Presenting a tax free but deficit budget – estimated at Rs 41,976.78 crore for 2017-18, and Rs 53,586.28 crore in 2018-19 and Rs 53161.96 crore in 2019-20 – said this was due to takeover of debt of TANGEDO and the deficit will be a short term phenomenon. Financial burden also increased for the government as it accepted the Ujwal DISCOM Assurance Yojana (UDAY) and has to foot 75 per cent of the debt of the electricity body.
Fiscal Deficit for 2017-18 is expected to come down to less than thee per cent of the GSDP, he added. However, the implementatioin of the seventh pay commission recommendations based on the report of the officials committee will increase the burden on State’s finances for a year or two.
The state’s economy is slowly picking up which is evident from the increase in GSDP rate in real terms from 4.85 per cent in 2012-13 to 7.94 per cent in 2016-17.However, there is a significant fall in the growth of the State’s Own Tax Revenue, especially due to the fall in the Stamps and Registration, which has negatively impacted the revenue receipts.
Decrease in share of Central Taxes due to Fourteenth Finance Commissions’s recommendations and the increase in State’s share in Centrally Sponsored schemes have also hampered the State Finances, said the Additional Chief Secretary to Government, finance department, K Shanmugam. He said that one of the major factor affecting was the lack of inflow from the centre’s share as per the 14th Finance Commission.

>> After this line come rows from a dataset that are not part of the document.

//! Error type for `sarathi-store-sqlite`.

use thiserror::Error;

#[derive(Debug, Error)]
pub enum Error {
  #[error("core error: {0}")]
  Core(#[from] sarathi_core::Error),

  #[error("database error: {0}")]
  Database(#[from] tokio_rusqlite::Error),

  #[error("json error: {0}")]
  Json(#[from] serde_json::Error),

  #[error("date/time parse error: {0}")]
  DateParse(String),

  #[error("unknown session context: {0:?}")]
  UnknownContext(String),
}

pub type Result<T, E = Error> = std::result::Result<T, E>;
//! SQL schema for the Sarathi SQLite store.
//!
//! Executed once at connection startup via `PRAGMA user_version`. Future
//! migrations will be gated on that version number.

/// Full schema DDL; idempotent thanks to `CREATE TABLE IF NOT EXISTS`.
pub const SCHEMA: &str = "
PRAGMA journal_mode = WAL;
PRAGMA foreign_keys = ON;

-- One row of recency state per user, overwritten on each answered question.
CREATE TABLE IF NOT EXISTS sessions (
    user_id      TEXT PRIMARY KEY,
    last_query   TEXT NOT NULL DEFAULT '',
    last_shlokas TEXT NOT NULL DEFAULT '[]',   -- JSON array of verse ids
    context      TEXT,                          -- 'topic_menu' or NULL
    top_topics   TEXT NOT NULL DEFAULT '{}',   -- JSON topic -> count map
    created_at   TEXT NOT NULL,
    updated_at   TEXT NOT NULL
);

-- Deactivating keeps the row so journey_position survives a re-subscribe.
CREATE TABLE IF NOT EXISTS subscribers (
    user_id          TEXT PRIMARY KEY,
    active           INTEGER NOT NULL DEFAULT 1,
    journey_position INTEGER NOT NULL DEFAULT 0,
    created_at       TEXT NOT NULL
);

-- Rate-limit accounting; rows older than the window are prunable.
CREATE TABLE IF NOT EXISTS messages (
    id      INTEGER PRIMARY KEY AUTOINCREMENT,
    user_id TEXT NOT NULL,
    sent_at TEXT NOT NULL    -- ISO 8601 UTC; lexicographic order is time order
);

-- Append-only analytics events.
CREATE TABLE IF NOT EXISTS events (
    id         INTEGER PRIMARY KEY AUTOINCREMENT,
    user_id    TEXT NOT NULL,
    kind       TEXT NOT NULL,   -- 'message' | 'command' | 'callback' | 'api_failure'
    created_at TEXT NOT NULL
);

CREATE INDEX IF NOT EXISTS messages_user_sent_idx ON messages(user_id, sent_at);
CREATE INDEX IF NOT EXISTS events_created_idx     ON events(created_at);
CREATE INDEX IF NOT EXISTS subscribers_active_idx ON subscribers(active);

PRAGMA user_version = 1;
";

The central share of around Rs 6000 crore has not been released so far, he said. The government is taking efforts to get this amount released.

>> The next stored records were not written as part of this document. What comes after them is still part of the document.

//! [`SqliteStore`], the SQLite implementation of [`GuidanceStore`].

use std::path::Path;

use chrono::{Duration, Utc};
use rusqlite::OptionalExtension as _;

use sarathi_core::{
  journey,
  session::{Session, SessionContext},
  store::{DailyStats, EventKind, GuidanceStore, SubscriberJourney},
  verse::VerseId,
};

use crate::{
  Error, Result,
  encode::{
    RawSession, decode_topic_counts, encode_context, encode_dt,
    encode_topic_counts, encode_verse_ids,
  },
  schema::SCHEMA,
};

// ─── Store ───────────────────────────────────────────────────────────────────

/// A Sarathi guidance store backed by a single SQLite file.
///
/// Cloning is cheap; the inner connection is reference-counted.
#[derive(Clone)]
pub struct SqliteStore {
  conn: tokio_rusqlite::Connection,
}

impl SqliteStore {
  /// Open (or create) a store at `path` and run schema initialisation.
  pub async fn open(path: impl AsRef<Path>) -> Result<Self> {
    let conn = tokio_rusqlite::Connection::open(path).await?;
    let store = Self { conn };
    store.init_schema().await?;
    Ok(store)
  }

  /// Open an in-memory store, useful for testing.
  pub async fn open_in_memory() -> Result<Self> {
    let conn = tokio_rusqlite::Connection::open_in_memory().await?;
    let store = Self { conn };
    store.init_schema().await?;
    Ok(store)
  }

  async fn init_schema(&self) -> Result<()> {
    self
      .conn
      .call(|conn| {
        conn.execute_batch(SCHEMA)?;
        Ok(())
      })
      .await?;
    Ok(())
  }

  /// Housekeeping: drop rate-limit rows older than twice the window.
  pub async fn prune_messages(&self, window_secs: i64) -> Result<usize> {
    let cutoff = encode_dt(Utc::now() - Duration::seconds(window_secs * 2));
    let deleted = self
      .conn
      .call(move |conn| {
        let n = conn.execute(
          "DELETE FROM messages WHERE sent_at < ?1",
          rusqlite::params![cutoff],
        )?;
        Ok(n)
      })
      .await?;
    Ok(deleted)
  }
}

// ─── GuidanceStore impl ──────────────────────────────────────────────────────

impl GuidanceStore for SqliteStore {
  type Error = Error;

  // ── Sessions ──────────────────────────────────────────────────────────

  async fn session(&self, user_id: &str) -> Result<Session> {
    let user = user_id.to_owned();
    let now = encode_dt(Utc::now());

    let raw = self
      .conn
      .call(move |conn| {
        let existing = conn
          .query_row(
            "SELECT user_id, last_query, last_shlokas, context, top_topics
             FROM sessions WHERE user_id = ?1",
            rusqlite::params![user],
            |r| {
              Ok(RawSession {
                user_id:      r.get(0)?,
                last_query:   r.get(1)?,
                last_shlokas: r.get(2)?,
                context:      r.get(3)?,
                top_topics:   r.get(4)?,
              })
            },
          )
          .optional()?;

        if let Some(raw) = existing {
          return Ok(raw);
        }

        conn.execute(
          "INSERT INTO sessions (user_id, created_at, updated_at)
           VALUES (?1, ?2, ?2)",
          rusqlite::params![user, now],
        )?;
        Ok(RawSession {
          user_id:      user,
          last_query:   String::new(),
          last_shlokas: "[]".to_owned(),
          context:      None,
          top_topics:   "{}".to_owned(),
        })
      })
      .await?;

    raw.into_session()
  }

  async fn save_session(
    &self,
    user_id: &str,
    query: &str,
    shlokas: &[VerseId],
    context: Option<SessionContext>,
  ) -> Result<()> {
    let user = user_id.to_owned();
    let query = query.to_owned();
    let shlokas_str = encode_verse_ids(shlokas)?;
    let context_str = encode_context(context);
    let now = encode_dt(Utc::now());

    self
      .conn
      .call(move |conn| {
        conn.execute(
          "INSERT INTO sessions
             (user_id, last_query, last_shlokas, context, created_at, updated_at)
           VALUES (?1, ?2, ?3, ?4, ?5, ?5)
           ON CONFLICT(user_id) DO UPDATE SET
             last_query   = excluded.last_query,
             last_shlokas = excluded.last_shlokas,
             context      = excluded.context,
             updated_at   = excluded.updated_at",
          rusqlite::params![user, query, shlokas_str, context_str, now],
        )?;
        Ok(())
      })
      .await?;
    Ok(())
  }

  async fn set_context(
    &self,
    user_id: &str,
    context: Option<SessionContext>,
  ) -> Result<()> {
    let user = user_id.to_owned();
    let context_str = encode_context(context);
    let now = encode_dt(Utc::now());

    self
      .conn
      .call(move |conn| {
        // Upsert so a context can be set before the first question.
        conn.execute(
          "INSERT INTO sessions (user_id, context, created_at, updated_at)
           VALUES (?1, ?2, ?3, ?3)
           ON CONFLICT(user_id) DO UPDATE SET
             context    = excluded.context,
             updated_at = excluded.updated_at",
          rusqlite::params![user, context_str, now],
        )?;
        Ok(())
      })
      .await?;
    Ok(())
  }

  async fn bump_topic_affinity(&self, user_id: &str, topic: &str) -> Result<()> {
    // Read-modify-write runs inside a single call, so it is serialised with
    // all other access on the connection's worker thread.
    let user = user_id.to_owned();
    let topic = topic.to_owned();
    let now = encode_dt(Utc::now());

    self
      .conn
      .call(move |conn| {
        let counts_str: Option<String> = conn
          .query_row(
            "SELECT top_topics FROM sessions WHERE user_id = ?1",
            rusqlite::params![user],
            |r| r.get(0),
          )
          .optional()?;

        let mut counts = counts_str
          .as_deref()
          .and_then(|s| decode_topic_counts(s).ok())
          .unwrap_or_default();
        *counts.entry(topic).or_insert(0) += 1;
        let counts_str = encode_topic_counts(&counts)
          .map_err(|e| rusqlite::Error::ToSqlConversionFailure(Box::new(e)))?;

        conn.execute(
          "INSERT INTO sessions (user_id, top_topics, created_at, updated_at)
           VALUES (?1, ?2, ?3, ?3)
           ON CONFLICT(user_id) DO UPDATE SET
             top_topics = excluded.top_topics,
             updated_at = excluded.updated_at",
          rusqlite::params![user, counts_str, now],
        )?;
        Ok(())
      })
      .await?;
    Ok(())
  }

  // ── Subscriptions & journey ───────────────────────────────────────────

  async fn subscribe(&self, user_id: &str) -> Result<()> {
    let user = user_id.to_owned();
    let now = encode_dt(Utc::now());

    self
      .conn
      .call(move |conn| {
        conn.execute(
          "INSERT INTO subscribers (user_id, active, created_at)
           VALUES (?1, 1, ?2)
           ON CONFLICT(user_id) DO UPDATE SET active = 1",
          rusqlite::params![user, now],
        )?;
        Ok(())
      })
      .await?;
    Ok(())
  }

  async fn unsubscribe(&self, user_id: &str) -> Result<()> {
    let user = user_id.to_owned();
    self
      .conn
      .call(move |conn| {
        conn.execute(
          "UPDATE subscribers SET active = 0 WHERE user_id = ?1",
          rusqlite::params![user],
        )?;
        Ok(())
      })
      .await?;
    Ok(())
  }

  async fn journey_position(&self, user_id: &str) -> Result<usize> {
    let user = user_id.to_owned();
    let pos: Option<i64> = self
      .conn
      .call(move |conn| {
        let pos = conn
          .query_row(
            "SELECT journey_position FROM subscribers WHERE user_id = ?1",
            rusqlite::params![user],
            |r| r.get(0),
          )
          .optional()?;
        Ok(pos)
      })
      .await?;
    Ok(pos.unwrap_or(0).max(0) as usize)
  }

  async fn advance_journey(&self, user_id: &str, last: usize) -> Result<usize> {
    let user = user_id.to_owned();
    let now = encode_dt(Utc::now());

    let new_pos: i64 = self
      .conn
      .call(move |conn| {
        let current: i64 = conn
          .query_row(
            "SELECT journey_position FROM subscribers WHERE user_id = ?1",
            rusqlite::params![user],
            |r| r.get(0),
          )
          .optional()?
          .unwrap_or(0);

        let new_pos = journey::advance(current.max(0) as usize, last) as i64;
        conn.execute(
          "INSERT INTO subscribers (user_id, active, journey_position, created_at)
           VALUES (?1, 1, ?2, ?3)
           ON CONFLICT(user_id) DO UPDATE SET
             active           = 1,
             journey_position = ?2",
          rusqlite::params![user, new_pos, now],
        )?;
        Ok(new_pos)
      })
      .await?;
    Ok(new_pos.max(0) as usize)
  }

  async fn active_journeys(&self) -> Result<Vec<SubscriberJourney>> {
    let rows = self
      .conn
      .call(|conn| {
        let mut stmt = conn.prepare(
          "SELECT user_id, journey_position FROM subscribers WHERE active = 1",
        )?;
        let rows = stmt
          .query_map([], |r| {
            Ok((r.get::<_, String>(0)?, r.get::<_, i64>(1)?))
          })?
          .collect::<std::result::Result<Vec<_>, _>>()?;
        Ok(rows)
      })
      .await?;

    Ok(
      rows
        .into_iter()
        .map(|(user_id, pos)| SubscriberJourney {
          user_id,
          position: pos.max(0) as usize,
        })
        .collect(),
    )
  }

  // ── Rate limiting ─────────────────────────────────────────────────────

  async fn check_rate_limit(
    &self,
    user_id: &str,
    limit: u32,
    window_secs: i64,
  ) -> Result<bool> {
    let user = user_id.to_owned();
    let now = Utc::now();
    let cutoff = encode_dt(now - Duration::seconds(window_secs));
    let now = encode_dt(now);

    let allowed = self
      .conn
      .call(move |conn| {
        let count: i64 = conn.query_row(
          "SELECT COUNT(*) FROM messages WHERE user_id = ?1 AND sent_at > ?2",
          rusqlite::params![user, cutoff],
          |r| r.get(0),
        )?;

        if count >= i64::from(limit) {
          return Ok(false);
        }

        conn.execute(
          "INSERT INTO messages (user_id, sent_at) VALUES (?1, ?2)",
          rusqlite::params![user, now],
        )?;
        Ok(true)
      })
      .await?;
    Ok(allowed)
  }

  // ── Analytics ─────────────────────────────────────────────────────────

  async fn log_event(&self, user_id: &str, kind: EventKind) -> Result<()> {
    let user = user_id.to_owned();
    let kind = kind.as_str();
    let now = encode_dt(Utc::now());

    self
      .conn
      .call(move |conn| {
        conn.execute(
          "INSERT INTO events (user_id, kind, created_at) VALUES (?1, ?2, ?3)",
          rusqlite::params![user, kind, now],
        )?;
        Ok(())
      })
      .await?;
    Ok(())
  }

  async fn daily_stats(&self, days_back: u32) -> Result<DailyStats> {
    let day = Utc::now()
      .date_naive()
      .and_hms_opt(0, 0, 0)
      .unwrap_or_default()
      .and_utc()
      - Duration::days(i64::from(days_back));
    let start = encode_dt(day);
    let end = encode_dt(day + Duration::days(1));

    let stats = self
      .conn
      .call(move |conn| {
        let count = |sql: &str| -> rusqlite::Result<i64> {
          conn.query_row(sql, rusqlite::params![start, end], |r| r.get(0))
        };

        let active_users = count(
          "SELECT COUNT(DISTINCT user_id) FROM messages
           WHERE sent_at >= ?1 AND sent_at < ?2",
        )?;
        let new_users = count(
          "SELECT COUNT(*) FROM sessions
           WHERE created_at >= ?1 AND created_at < ?2",
        )?;
        let messages = count(
          "SELECT COUNT(*) FROM messages
           WHERE sent_at >= ?1 AND sent_at < ?2",
        )?;
        let api_failures = count(
          "SELECT COUNT(*) FROM events
           WHERE kind = 'api_failure' AND created_at >= ?1 AND created_at < ?2",
        )?;
        let active_subscribers: i64 = conn.query_row(
          "SELECT COUNT(*) FROM subscribers WHERE active = 1",
          [],
          |r| r.get(0),
        )?;

        Ok(DailyStats {
          active_users:       active_users.max(0) as u64,
          new_users:          new_users.max(0) as u64,
          messages:           messages.max(0) as u64,
          active_subscribers: active_subscribers.max(0) as u64,
          api_failures:       api_failures.max(0) as u64,
        })
      })
      .await?;
    Ok(stats)
  }
}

The closure of TASMAC liqour outlets has resulted in a drop of Rs 2,100 crore, including Rs 1,600 crore in sales tax, so far. The government has ordered closure of 1000 liqour shops so far. The increase in fuel taxes has resulted in an increase of Rs 2,000 crore in the state’s revenue.
The tax realization in commercial taxes is expected to improve due to the revision of tax rates on petrol and diesel. The trends in expenditure are steady except for the hike in salaries and pensions due to implementation of Seventh Central Pay Commission recommendations based on the report of official committee constituted for this purpose, said Jayakumar.

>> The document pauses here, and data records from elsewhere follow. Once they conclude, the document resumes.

//! Bot interaction logic: commands, free-text questions, callback buttons,
//! and voice notes.

use chrono::{Duration, Utc};
use sarathi_core::{
  guardrail::{self, RATE_LIMIT, RATE_WINDOW_SECS, Rejection},
  resolve::SemanticIndex,
  store::{EventKind, GuidanceStore},
  verse::{Verse, VerseId},
};
use sarathi_gateway::chat::ChatApi;

use crate::{
  AppState,
  error::{Error, Result},
  format,
  push,
  webhook::{CallbackQuery, Voice},
};

/// Verses answered per question.
const ANSWER_RESULTS: usize = 3;

// ─── Commands ────────────────────────────────────────────────────────────────

pub async fn handle_command<S, C, I>(
  state: &AppState<S, C, I>,
  chat_id: &str,
  text: &str,
) -> Result<()>
where
  S: GuidanceStore,
  C: ChatApi,
  I: SemanticIndex,
{
  // "/start@BotName arg" → "/start"
  let cmd = text
    .split_whitespace()
    .next()
    .unwrap_or_default()
    .split('@')
    .next()
    .unwrap_or_default()
    .to_lowercase();

  log_event(state, chat_id, EventKind::Command).await;

  match cmd.as_str() {
    "/start" => {
      state.store.subscribe(chat_id).await.map_err(Error::store)?;
      send(state, chat_id, &format::welcome(), None).await
    }
    "/help" => send(state, chat_id, &format::help_text(), None).await,
    "/topic" => show_topic_menu(state, chat_id).await,
    "/daily" => show_journey_step(state, chat_id).await,
    "/amrit" => {
      let (text, keyboard) = format::amrit_menu();
      send(state, chat_id, &text, Some(&keyboard)).await
    }
    "/stats" => show_stats(state, chat_id).await,
    _ => send(state, chat_id, &format::help_text(), None).await,
  }
}

async fn show_topic_menu<S, C, I>(
  state: &AppState<S, C, I>,
  chat_id: &str,
) -> Result<()>
where
  S: GuidanceStore,
  C: ChatApi,
{
  state
    .store
    .set_context(chat_id, Some(sarathi_core::session::SessionContext::TopicMenu))
    .await
    .map_err(Error::store)?;
  let (text, keyboard) = format::topic_keyboard();
  send(state, chat_id, &text, Some(&keyboard)).await
}

async fn show_journey_step<S, C, I>(
  state: &AppState<S, C, I>,
  chat_id: &str,
) -> Result<()>
where
  S: GuidanceStore,
  C: ChatApi,
  I: SemanticIndex,
{
  let _ = state.chat.send_typing(chat_id).await;
  let position = state
    .store
    .journey_position(chat_id)
    .await
    .map_err(Error::store)?;
  let (message, keyboard) =
    push::render_journey(&state.resolver, &state.gateway, position).await;
  send(state, chat_id, &message, keyboard.as_ref()).await
}

async fn show_stats<S, C, I>(
  state: &AppState<S, C, I>,
  chat_id: &str,
) -> Result<()>
where
  S: GuidanceStore,
  C: ChatApi,
{
  if state.config.admin_user_id.as_deref() != Some(chat_id) {
    return send(state, chat_id, &format::help_text(), None).await;
  }

  let stats = state.store.daily_stats(1).await.map_err(Error::store)?;
  let date = (Utc::now() - Duration::days(1)).format("%d %b %Y").to_string();
  send(state, chat_id, &format::stats_message(&date, &stats), None).await
}

// ─── Free text ───────────────────────────────────────────────────────────────

pub async fn handle_text<S, C, I>(
  state: &AppState<S, C, I>,
  chat_id: &str,
  text: &str,
) -> Result<()>
where
  S: GuidanceStore,
  C: ChatApi,
  I: SemanticIndex,
{
  let clean = match guardrail::screen(&state.policy, text) {
    Ok(clean) => clean,
    Err(Rejection::TooShort) => {
      return send(state, chat_id, &format::invalid_msg(), None).await;
    }
    Err(Rejection::Blocked(reason)) => {
      return send(state, chat_id, &format::blocked_msg(reason), None).await;
    }
    Err(Rejection::RateLimited) => unreachable!("screen is stateless"),
  };

  let allowed = state
    .store
    .check_rate_limit(chat_id, RATE_LIMIT, RATE_WINDOW_SECS)
    .await
    .map_err(Error::store)?;
  if !allowed {
    return send(state, chat_id, &format::rate_limit_msg(), None).await;
  }

  match clean.to_lowercase().as_str() {
    "hi" | "hello" | "नमस्ते" | "हेलो" | "start" => {
      state.store.subscribe(chat_id).await.map_err(Error::store)?;
      send(state, chat_id, &format::welcome(), None).await
    }
    "help" | "मदद" | "सहायता" => {
      send(state, chat_id, &format::help_text(), None).await
    }
    "topic" | "topics" | "विषय" | "विषयों" => show_topic_menu(state, chat_id).await,
    "daily" | "आज का श्लोक" | "प्रेरणा" | "aaj" | "आज" => {
      show_journey_step(state, chat_id).await
    }
    "अमृत" | "amrit" | "प्रसिद्ध" | "famous" => {
      let (text, keyboard) = format::amrit_menu();
      send(state, chat_id, &text, Some(&keyboard)).await
    }
    "और" | "more" | "aur" | "next" => handle_more(state, chat_id).await,
    "रोकें" | "stop" | "unsubscribe" | "रुकें" => {
      state.store.unsubscribe(chat_id).await.map_err(Error::store)?;
      send(state, chat_id, &format::unsubscribed_msg(), None).await
    }
    _ => process_question(state, chat_id, &clean).await,
  }
}

/// Answer a question: resolve verses, remember them, interpret, reply.
pub async fn process_question<S, C, I>(
  state: &AppState<S, C, I>,
  chat_id: &str,
  query: &str,
) -> Result<()>
where
  S: GuidanceStore,
  C: ChatApi,
  I: SemanticIndex,
{
  state
    .store
    .set_context(chat_id, None)
    .await
    .map_err(Error::store)?;
  log_event(state, chat_id, EventKind::Message).await;
  let _ = state.chat.send_typing(chat_id).await;

  let verses = state.resolver.resolve(query, ANSWER_RESULTS).await;
  let ids: Vec<VerseId> = verses.iter().map(|v| v.id).collect();
  state
    .store
    .save_session(chat_id, query, &ids, None)
    .await
    .map_err(Error::store)?;

  let Some(first) = verses.first() else {
    return send(state, chat_id, &format::no_results_msg(), None).await;
  };

  let interpretation = interpret_or_cached(state, query, &verses).await;
  let mut response = format::format_verse(first, &interpretation);
  if verses.len() > 1 {
    response.push_str("\n\n");
    response.push_str(format::more_hint());
  }
  send(state, chat_id, &response, None).await
}

/// "और": the next related verse for the last question.
async fn handle_more<S, C, I>(
  state: &AppState<S, C, I>,
  chat_id: &str,
) -> Result<()>
where
  S: GuidanceStore,
  C: ChatApi,
  I: SemanticIndex,
{
  let session = state.store.session(chat_id).await.map_err(Error::store)?;
  if session.last_query.is_empty() {
    return send(state, chat_id, &format::more_without_question_msg(), None)
      .await;
  }

  let Some(verse) = state
    .resolver
    .resolve_more(&session.last_query, &session.last_shlokas)
    .await
  else {
    return send(state, chat_id, &format::more_exhausted_msg(), None).await;
  };

  let mut shown = session.last_shlokas;
  shown.push(verse.id);
  state
    .store
    .save_session(chat_id, &session.last_query, &shown, None)
    .await
    .map_err(Error::store)?;

  let interpretation = state.gateway.cached(&verse).unwrap_or_default().to_owned();
  send(state, chat_id, &format::format_verse(&verse, &interpretation), None)
    .await
}

// ─── Callbacks ───────────────────────────────────────────────────────────────

pub async fn handle_callback<S, C, I>(
  state: &AppState<S, C, I>,
  callback: CallbackQuery,
) -> Result<()>
where
  S: GuidanceStore,
  C: ChatApi,
  I: SemanticIndex,
{
  let Some(chat_id) = callback.message.map(|m| m.chat.id.to_string()) else {
    return Ok(());
  };
  let _ = state.chat.answer_callback(&callback.id, None).await;
  log_event(state, &chat_id, EventKind::Callback).await;

  let data = callback.data.unwrap_or_default();

  if data == "journey:next" {
    tracing::info!(user = %chat_id, "journey advance");
    let _ = state.chat.send_typing(&chat_id).await;
    let last = state.resolver.corpus().last_position();
    let position = state
      .store
      .advance_journey(&chat_id, last)
      .await
      .map_err(Error::store)?;
    let (message, keyboard) =
      push::render_journey(&state.resolver, &state.gateway, position).await;
    return send(state, &chat_id, &message, keyboard.as_ref()).await;
  }

  if data == "amrit:back" {
    let (text, keyboard) = format::amrit_menu();
    return send(state, &chat_id, &text, Some(&keyboard)).await;
  }

  if let Some(id) = data.strip_prefix("amrit:") {
    return show_amrit_verse(state, &chat_id, id).await;
  }

  if let Some(topic_id) = data.strip_prefix("topic:") {
    return answer_topic(state, &chat_id, topic_id).await;
  }

  Ok(())
}

async fn show_amrit_verse<S, C, I>(
  state: &AppState<S, C, I>,
  chat_id: &str,
  id: &str,
) -> Result<()>
where
  S: GuidanceStore,
  C: ChatApi,
  I: SemanticIndex,
{
  let verse = id
    .parse::<VerseId>()
    .ok()
    .and_then(|id| state.resolver.corpus().get(&id));
  let Some(verse) = verse else {
    return send(state, chat_id, &format::verse_not_found_msg(), None).await;
  };

  tracing::info!(user = %chat_id, verse = %verse.id, "amrit verse");
  let _ = state.chat.send_typing(chat_id).await;
  let interpretation = state.gateway.cached(verse).unwrap_or_default();
  let response = format::format_verse(verse, interpretation);
  send(state, chat_id, &response, Some(&format::amrit_back_keyboard())).await
}

/// Topic-menu tap: instant curated lookup, no live search needed.
async fn answer_topic<S, C, I>(
  state: &AppState<S, C, I>,
  chat_id: &str,
  topic_id: &str,
) -> Result<()>
where
  S: GuidanceStore,
  C: ChatApi,
  I: SemanticIndex,
{
  let Some((_, label)) =
    format::TOPIC_MENU.iter().find(|(id, _)| *id == topic_id)
  else {
    return Ok(());
  };

  tracing::info!(user = %chat_id, topic = topic_id, "topic selected");
  state
    .store
    .set_context(chat_id, None)
    .await
    .map_err(Error::store)?;
  state
    .store
    .bump_topic_affinity(chat_id, topic_id)
    .await
    .map_err(Error::store)?;

  let corpus = state.resolver.corpus();
  let verses: Vec<Verse> = match state.resolver.curated().get(topic_id) {
    Some(topic) => topic
      .best
      .iter()
      .filter_map(|id| corpus.get(id).cloned())
      .take(ANSWER_RESULTS)
      .collect(),
    None => state.resolver.resolve(label, ANSWER_RESULTS).await,
  };

  let ids: Vec<VerseId> = verses.iter().map(|v| v.id).collect();
  state
    .store
    .save_session(chat_id, label, &ids, None)
    .await
    .map_err(Error::store)?;

  let Some(first) = verses.first() else {
    return send(state, chat_id, &format::no_results_msg(), None).await;
  };

  let _ = state.chat.send_typing(chat_id).await;
  let interpretation = interpret_or_cached(state, label, &verses).await;
  let mut response = format::format_verse(first, &interpretation);
  if verses.len() > 1 {
    response.push_str("\n\n");
    response.push_str(format::more_hint());
  }
  send(state, chat_id, &response, None).await
}

// ─── Voice ───────────────────────────────────────────────────────────────────

pub async fn handle_voice<S, C, I>(
  state: &AppState<S, C, I>,
  chat_id: &str,
  voice: &Voice,
) -> Result<()>
where
  S: GuidanceStore,
  C: ChatApi,
  I: SemanticIndex,
{
  let allowed = state
    .store
    .check_rate_limit(chat_id, RATE_LIMIT, RATE_WINDOW_SECS)
    .await
    .map_err(Error::store)?;
  if !allowed {
    return send(state, chat_id, &format::rate_limit_msg(), None).await;
  }

  send(state, chat_id, &format::voice_listening_msg(), None).await?;

  let file_path = match state.chat.get_file(&voice.file_id).await {
    Ok(path) => path,
    Err(e) => {
      tracing::warn!(error = %e, "voice file lookup failed");
      return send(state, chat_id, &format::voice_failed_msg(), None).await;
    }
  };
  let audio = match state.chat.download_file(&file_path).await {
    Ok(audio) => audio,
    Err(e) => {
      tracing::warn!(error = %e, "voice download failed");
      return send(state, chat_id, &format::voice_failed_msg(), None).await;
    }
  };

  let Some(transcript) = state.gateway.transcribe(&audio).await else {
    return send(state, chat_id, &format::voice_unclear_msg(), None).await;
  };

  send(state, chat_id, &format::voice_heard_msg(&transcript), None).await?;
  process_question(state, chat_id, &transcript).await
}

// ─── Helpers ─────────────────────────────────────────────────────────────────

/// Live interpretation first, precomputed cache as fallback.
async fn interpret_or_cached<S, C, I>(
  state: &AppState<S, C, I>,
  query: &str,
  verses: &[Verse],
) -> String
where
  I: SemanticIndex,
{
  if let Some(live) = state.gateway.interpret(query, verses).await {
    return live;
  }
  verses
    .first()
    .and_then(|v| state.gateway.cached(v))
    .unwrap_or_default()
    .to_owned()
}

async fn send<S, C, I>(
  state: &AppState<S, C, I>,
  chat_id: &str,
  text: &str,
  keyboard: Option<&sarathi_gateway::chat::Keyboard>,
) -> Result<()>
where
  C: ChatApi,
{
  state.chat.send_message(chat_id, text, keyboard).await?;
  Ok(())
}

/// Best-effort analytics append; a failed write never breaks the reply.
async fn log_event<S, C, I>(
  state: &AppState<S, C, I>,
  user_id: &str,
  kind: EventKind,
) where
  S: GuidanceStore,
{
  if let Err(e) = state.store.log_event(user_id, kind).await {
    tracing::warn!(error = %e, "event log failed");
  }
}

“The state Government will continue to take concerted efforts for faster economic recovery which will pave way for enhancing the State’s fiscal position and improve the fiscal consolidation,” said Jayakumar.
School education has received the maximum allocation as in each with Rs 26,932 crore for 2017-18. The next higher allocation is for the electricity sector. The government has allocated Rs 16,998 crore and out of this Rs 8,538 crore will as subsidy to Tangedco for providing 100 units free power to domestic consumers and free power to farmers.